Within this narrative, the market panic after the tariff threat is not proof of irresponsibility; it is evidence of how deeply the old order resists change. Investors, analysts, and foreign governments may dislike the uncertainty, but the argument goes that this is what real bargaining looks like. For Trump’s base, the picture is simple: a president using every tool at his disposal – including social media and tariffs – to force global giants like Apple to choose between cheaper overseas labor and full access to the U.S. market.
Seen this way, the transformation of Twitter into X is part of the same project. Old Twitter, with its blue-check hierarchy and content rules, belonged to an establishment that got used to setting the boundaries of acceptable opinion. X, with Musk’s “everything app” ambitions and more permissive approach, is what a new, rough-edged democratic public square looks like.
Narrative 2: X as Decline – and Platforms as Chaos Engines for Policy
In this narrative, we step into the worldview of critics who see X’s evolution and Trump’s tariff diplomacy as symptoms of a deeper erosion of expertise, institutions, and trust.
Here, the same May morning looks very different. Trump’s tariff threat appears not as shrewd bargaining but as a sudden policy lurch delivered without detailed analysis, consultation, or implementation planning. Economists and supply-chain experts quickly point out that Apple’s global manufacturing network is not a light switch. Building iPhones entirely in the United States, they argue, would require building a vast ecosystem of suppliers that does not currently exist and would likely translate into much higher prices for consumers and fewer devices sold overall.
Critics note that Apple’s shift to India and Vietnam was itself a response to earlier tariff waves and geopolitical tension, including Trump’s own trade measures.

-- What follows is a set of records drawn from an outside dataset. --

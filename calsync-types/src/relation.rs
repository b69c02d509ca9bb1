//! The durable pairing between a local and a remote entity.

use crate::{LocalId, LocalVersion, RemoteId, RemoteVersion};
use serde::{Deserialize, Serialize};

/// Pairs one local entity with one remote entity, together with the
/// version last observed on each side.
#[derive(Debug, Clone, PartialEq, Eq, Hash, Serialize, Deserialize)]
pub struct Relation<LId, LVer, RId, RVer> {
    /// Identity of the local entity.
    pub local_id: LId,
    /// Version of the local entity when the pair was last synchronized.
    pub local_version: LVer,
    /// Identity of the remote entity.
    pub remote_id: RId,
    /// Version of the remote entity when the pair was last synchronized.
    pub remote_version: RVer,
}

impl<LId, LVer, RId, RVer> Relation<LId, LVer, RId, RVer> {
    /// Creates a relation.
    pub fn new(local_id: LId, local_version: LVer, remote_id: RId, remote_version: RVer) -> Self {
        Self {
            local_id,
            local_version,
            remote_id,
            remote_version,
        }
    }
}

/// Relation between a local calendar item and a remote resource.
pub type CalendarRelation = Relation<LocalId, LocalVersion, RemoteId, RemoteVersion>;
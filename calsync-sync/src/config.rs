//! Configuration for duplicate cleanup.

use crate::error::SyncResult;
use serde::{Deserialize, Serialize};

/// Which member of a duplicate group survives the cleanup.
#[derive(Debug, Clone, Copy, PartialEq, Eq, Default, Serialize, Deserialize)]
#[serde(rename_all = "snake_case")]
pub enum KeepPolicy {
    /// Keep the first entity in first-observed order.
    #[default]
    FirstObserved,
    /// Keep the first entity that is paired with a remote entity, falling
    /// back to the first observed one.
    Related,
}

/// Settings for the duplicate cleanup sweep.
#[derive(Debug, Clone, PartialEq, Eq, Serialize, Deserialize)]
#[serde(default)]
pub struct CleanupConfig {
    /// When false, announcements are ignored and the sweep does nothing.
    pub enabled: bool,
    /// Maximum number of duplicate groups processed at the same time.
    pub max_concurrent_groups: usize,
    /// Tie-break between the members of a duplicate group.
    pub keep_policy: KeepPolicy,
}

impl Default for CleanupConfig {
    fn default() -> Self {
        Self {
            enabled: true,
            max_concurrent_groups: 4,
            keep_policy: KeepPolicy::FirstObserved,
        }
    }
}

impl CleanupConfig {
    /// A configuration that turns duplicate cleanup off.
    pub fn disabled() -> Self {
        Self {
            enabled: false,
            ..Default::default()
        }
    }

    /// Parses a JSON configuration document. Missing fields take their
    /// default values.
    pub fn from_json(json: &str) -> SyncResult<Self> {
        Ok(serde_json::from_str(json)?)
    }

    /// Effective group concurrency, never below one.
    pub fn concurrency(&self) -> usize {
        self.max_concurrent_groups.max(1)
    }
}
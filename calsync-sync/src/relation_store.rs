//! Persistent relation table backed by SQLite.
//!
//! Uses its own SQLite file so relation data is isolated from any store
//! the adapters keep for entity payloads. Queries run on the blocking
//! thread pool.

use crate::error::{SyncError, SyncResult};
use crate::relation::RelationDataAccess;
use async_trait::async_trait;
use calsync_types::{CalendarRelation, LocalId, LocalVersion, RemoteId, RemoteVersion};
use rusqlite::{params, Connection};
use std::path::Path;
use std::sync::{Arc, Mutex, MutexGuard};
use tracing::debug;

/// Relation table for calendar profiles, stored in SQLite.
pub struct SqliteRelationStore {
    conn: Arc<Mutex<Connection>>,
}

impl SqliteRelationStore {
    /// Opens (or creates) a relation store at the given path.
    pub fn new(path: impl AsRef<Path>) -> SyncResult<Self> {
        let conn = Connection::open(path.as_ref())
            .map_err(|e| SyncError::Storage(format!("failed to open relation store: {e}")))?;
        Self::with_connection(conn)
    }

    /// Opens an in-memory relation store (for testing).
    pub fn open_in_memory() -> SyncResult<Self> {
        let conn = Connection::open_in_memory().map_err(|e| {
            SyncError::Storage(format!("failed to open in-memory relation store: {e}"))
        })?;
        Self::with_connection(conn)
    }

    fn with_connection(conn: Connection) -> SyncResult<Self> {
        let store = Self {
            conn: Arc::new(Mutex::new(conn)),
        };
        store.init_schema()?;
        Ok(store)
    }

    fn conn(&self) -> SyncResult<MutexGuard<'_, Connection>> {
        lock(&self.conn)
    }

    // Identity columns are not UNIQUE: a corrupt table must still
    // load so the relation index can reject it.
    fn init_schema(&self) -> SyncResult<()> {
        let conn = self.conn()?;
        conn.execute_batch(
            "
            CREATE TABLE IF NOT EXISTS entity_relations (
                seq INTEGER PRIMARY KEY AUTOINCREMENT,
                local_entry_id TEXT NOT NULL,
                local_global_id TEXT,
                local_version INTEGER NOT NULL,
                remote_id TEXT NOT NULL,
                remote_version TEXT NOT NULL
            );
            ",
        )
        .map_err(|e| SyncError::Storage(format!("failed to init relation schema: {e}")))?;
        Ok(())
    }

    /// Appends a single relation without replacing the table.
    pub fn append(&self, relation: &CalendarRelation) -> SyncResult<()> {
        let conn = self.conn()?;
        insert_relation(&conn, relation)
    }

    /// Returns the number of stored relations.
    pub fn count(&self) -> SyncResult<usize> {
        let conn = self.conn()?;
        let count: i64 = conn
            .query_row("SELECT COUNT(*) FROM entity_relations", [], |row| row.get(0))
            .map_err(|e| SyncError::Storage(format!("failed to count relations: {e}")))?;
        usize::try_from(count)
            .map_err(|_| SyncError::Storage(format!("invalid relation count: {count}")))
    }
}

fn insert_relation(conn: &Connection, relation: &CalendarRelation) -> SyncResult<()> {
    conn.execute(
        "INSERT INTO entity_relations (local_entry_id, local_global_id, local_version, remote_id, remote_version) VALUES (?1, ?2, ?3, ?4, ?5)",
        params![
            relation.local_id.entry_id(),
            relation.local_id.global_id(),
            relation.local_version.millis(),
            relation.remote_id.as_str(),
            relation.remote_version.as_str(),
        ],
    )
    .map_err(|e| SyncError::Storage(format!("failed to save relation: {e}")))?;
    Ok(())
}

#[async_trait]
impl RelationDataAccess<LocalId, LocalVersion, RemoteId, RemoteVersion> for SqliteRelationStore {
    async fn load(&self) -> SyncResult<Vec<CalendarRelation>> {
        let conn = Arc::clone(&self.conn);
        tokio::task::spawn_blocking(move || {
            let conn = lock(&conn)?;
            load_relations(&conn)
        })
        .await
        .map_err(|e| SyncError::TaskJoin(format!("relation load task failed: {e}")))?
    }

    async fn save(&self, relations: &[CalendarRelation]) -> SyncResult<()> {
        let conn = Arc::clone(&self.conn);
        let relations = relations.to_vec();
        tokio::task::spawn_blocking(move || {
            let mut conn = lock(&conn)?;
            save_relations(&mut conn, &relations)
        })
        .await
        .map_err(|e| SyncError::TaskJoin(format!("relation save task failed: {e}")))?
    }
}

fn lock(conn: &Mutex<Connection>) -> SyncResult<MutexGuard<'_, Connection>> {
    conn.lock()
        .map_err(|_| SyncError::Storage("relation store lock poisoned".into()))
}

fn load_relations(conn: &Connection) -> SyncResult<Vec<CalendarRelation>> {
    let mut stmt = conn
        .prepare("SELECT local_entry_id, local_global_id, local_version, remote_id, remote_version FROM entity_relations ORDER BY seq")
        .map_err(|e| SyncError::Storage(format!("failed to prepare relation query: {e}")))?;

    let rows = stmt
        .query_map([], |row| {
            let entry_id: String = row.get(0)?;
            let global_id: Option<String> = row.get(1)?;
            let local_version: i64 = row.get(2)?;
            let remote_id: String = row.get(3)?;
            let remote_version: String = row.get(4)?;
            Ok(CalendarRelation::new(
                LocalId::new(entry_id, global_id),
                LocalVersion::from_millis(local_version),
                RemoteId::new(remote_id),
                RemoteVersion::new(remote_version),
            ))
        })
        .map_err(|e| SyncError::Storage(format!("failed to query relations: {e}")))?;

    let mut result = Vec::new();
    for row in rows {
        result.push(row.map_err(|e| SyncError::Storage(format!("failed to read relation row: {e}")))?);
    }
    debug!("Loaded {} relations from SQLite", result.len());
    Ok(result)
}

fn save_relations(conn: &mut Connection, relations: &[CalendarRelation]) -> SyncResult<()> {
    let tx = conn
        .transaction()
        .map_err(|e| SyncError::Storage(format!("failed to begin relation save: {e}")))?;
    tx.execute("DELETE FROM entity_relations", [])
        .map_err(|e| SyncError::Storage(format!("failed to clear relations: {e}")))?;
    for relation in relations {
        insert_relation(&tx, relation)?;
    }
    tx.commit()
        .map_err(|e| SyncError::Storage(format!("failed to commit relations: {e}")))?;
    debug!("Saved {} relations to SQLite", relations.len());
    Ok(())
}
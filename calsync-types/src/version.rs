//! Version tokens for change detection.
//!
//! Neither token is ordered: a version is only ever compared for equality
//! against the version observed earlier.

use crate::Error;
use chrono::{DateTime, TimeZone, Utc};
use serde::{Deserialize, Serialize};
use std::fmt;

/// Last-modification state of a local entity, in milliseconds since the
/// Unix epoch.
#[derive(Debug, Clone, Copy, PartialEq, Eq, Hash, Serialize, Deserialize)]
#[serde(transparent)]
pub struct LocalVersion(i64);

impl LocalVersion {
    /// Creates a version stamped with the current time.
    #[must_use]
    pub fn now() -> Self {
        Self(Utc::now().timestamp_millis())
    }

    /// Creates a version from milliseconds since the Unix epoch.
    #[must_use]
    pub const fn from_millis(millis: i64) -> Self {
        Self(millis)
    }

    /// Returns milliseconds since the Unix epoch.
    #[must_use]
    pub const fn millis(&self) -> i64 {
        self.0
    }

    /// Returns the version as a UTC date-time.
    pub fn to_datetime(&self) -> crate::Result<DateTime<Utc>> {
        Utc.timestamp_millis_opt(self.0)
            .single()
            .ok_or_else(|| Error::InvalidTimestamp(format!("{} ms is out of range", self.0)))
    }
}

impl From<DateTime<Utc>> for LocalVersion {
    fn from(value: DateTime<Utc>) -> Self {
        Self(value.timestamp_millis())
    }
}

impl fmt::Display for LocalVersion {
    fn fmt(&self, f: &mut fmt::Formatter<'_>) -> fmt::Result {
        write!(f, "{}", self.0)
    }
}

/// Entity tag of a remote resource.
#[derive(Debug, Clone, PartialEq, Eq, Hash, Serialize, Deserialize)]
#[serde(transparent)]
pub struct RemoteVersion(String);

impl RemoteVersion {
    /// Creates a version from an entity tag.
    #[must_use]
    pub fn new(etag: impl Into<String>) -> Self {
        Self(etag.into())
    }

    /// Returns the entity tag.
    #[must_use]
    pub fn as_str(&self) -> &str {
        &self.0
    }
}

impl fmt::Display for RemoteVersion {
    fn fmt(&self, f: &mut fmt::Formatter<'_>) -> fmt::Result {
        f.write_str(&self.0)
    }
}
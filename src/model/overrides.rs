use std::collections::HashMap;

/// Operator-authored availability flag for a room
#[derive(Debug, Clone, PartialEq, Eq)]
pub enum RoomStatus {
    Available,
    OutOfService { reason: String },
}

/// What a floor-plan cell should show once manual overrides are merged with
/// the engine's derived occupancy
#[derive(Debug, Clone, Copy, PartialEq, Eq)]
pub enum EffectiveRoomState<'a> {
    OutOfService(&'a str),
    Occupied,
    Free,
}

/// Manual out-of-service flags, keyed by room display name
///
/// This is the only mutable, user-authored state near the status engine.
/// The engine itself never sees it; the presentation layer merges it with
/// derived occupancy, and a manual flag always wins over the paper
/// schedule (a physically unavailable room stays "Out of Service" even
/// while a class is scheduled there).
///
/// Validation of the reason text happens at the UI boundary, not here.
#[derive(Debug, Default)]
pub struct RoomOverrides {
    out_of_service: HashMap<String, String>,
}

impl RoomOverrides {
    pub fn new() -> Self {
        RoomOverrides::default()
    }

    pub fn set_out_of_service(&mut self, room: &str, reason: &str) {
        self.out_of_service
            .insert(room.to_string(), reason.to_string());
    }

    pub fn set_available(&mut self, room: &str) {
        self.out_of_service.remove(room);
    }

    pub fn status(&self, room: &str) -> RoomStatus {
        match self.out_of_service.get(room) {
            Some(reason) => RoomStatus::OutOfService {
                reason: reason.clone(),
            },
            None => RoomStatus::Available,
        }
    }

    /// Merge rule used by the presentation layer: the manual flag takes
    /// precedence over derived occupancy.
    pub fn effective_state(&self, room: &str, occupied: bool) -> EffectiveRoomState<'_> {
        match self.out_of_service.get(room) {
            Some(reason) => EffectiveRoomState::OutOfService(reason),
            None if occupied => EffectiveRoomState::Occupied,
            None => EffectiveRoomState::Free,
        }
    }
}
mod logger;
mod model;

use std::{
    collections::HashMap,
    env, fs,
    path::Path,
    time::{Duration, Instant},
};

use chrono::TimeZone;
use crossterm::{
    event::{self, Event as CEvent, KeyCode, KeyEvent, KeyEventKind},
    execute,
    terminal::{disable_raw_mode, enable_raw_mode, EnterAlternateScreen, LeaveAlternateScreen},
};
use logger::{LogLevel, Logger};
use model::clock::{academy_offset, DashboardClock};
use model::overrides::{EffectiveRoomState, RoomOverrides};
use model::rooms::{
    room_category, room_display_name, same_room, schedule_code_to_id, schematic_name_to_id,
};
use model::sample_day::sample_academy;
use model::schedule::{Assignment, AssignmentKind, Period, PeriodKind};
use model::status::{derive_snapshot, AcademyData, LiveSnapshot, StudentStatus};
use model::students::Student;
use ratatui::{
    backend::CrosstermBackend,
    layout::{Constraint, Direction, Layout, Rect},
    style::{Color, Style},
    text::Line,
    widgets::{Block, Borders, Paragraph, Tabs, Wrap},
    Terminal,
};
use serde::Deserialize;

#[derive(Debug, Deserialize)]
struct AcademyConfig {
    periods: Vec<PeriodConfig>,
    assignments: Vec<AssignmentConfig>,
    #[serde(default)]
    students: Vec<StudentConfig>,
    /// Group code -> track name ("industrial" / "service")
    #[serde(default)]
    tracks: HashMap<String, String>,
}

#[derive(Debug, Deserialize)]
struct PeriodConfig {
    name: String,
    start: String,
    end: String,
    /// "class" or "break"
    #[serde(rename = "type")]
    kind: String,
}

#[derive(Debug, Deserialize)]
struct AssignmentConfig {
    id: u32,
    day: String,
    period: String,
    group: String,
    classroom: String,
    instructors: Vec<String>,
    #[serde(default)]
    topic: String,
    /// "Technical" or "Professional Development"
    #[serde(rename = "type")]
    kind: String,
}

#[derive(Debug, Deserialize)]
struct StudentConfig {
    #[serde(rename = "navaId")]
    nava_id: String,
    name: String,
    surname: String,
    #[serde(default)]
    company: String,
    #[serde(rename = "techGroup")]
    tech_group: String,
}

Mid-stream threats to punish that diversification, they say, make planning even harder both for companies and for countries trying to attract long-term investment.
In this telling, X and Truth Social are not liberating tools but accelerants. The very features Musk highlights – algorithmic feeds tuned for engagement, paid boosts for subscribers, less aggressive moderation – are precisely what researchers now worry about. The PNAS audit showing higher amplification for right-leaning politicians becomes an early warning. Subsequent studies describing X’s “For You” feed as capable of increasing political animosity in a matter of days are treated as confirmation that the platform nudges users toward more divisive content because it keeps them scrolling.
On top of that, fact-checking organizations and media researchers have documented how the removal of many of Twitter’s earlier safeguards – labels on misleading posts, curated election information panels, and stronger limits on verified impersonation – coincided with spikes in misinformation about elections, vaccines, and conflicts abroad. For critics, a tariff threat launched from this environment is not just a policy proposal; it is a message dropped into a system that reliably amplifies the angriest and most simplistic responses.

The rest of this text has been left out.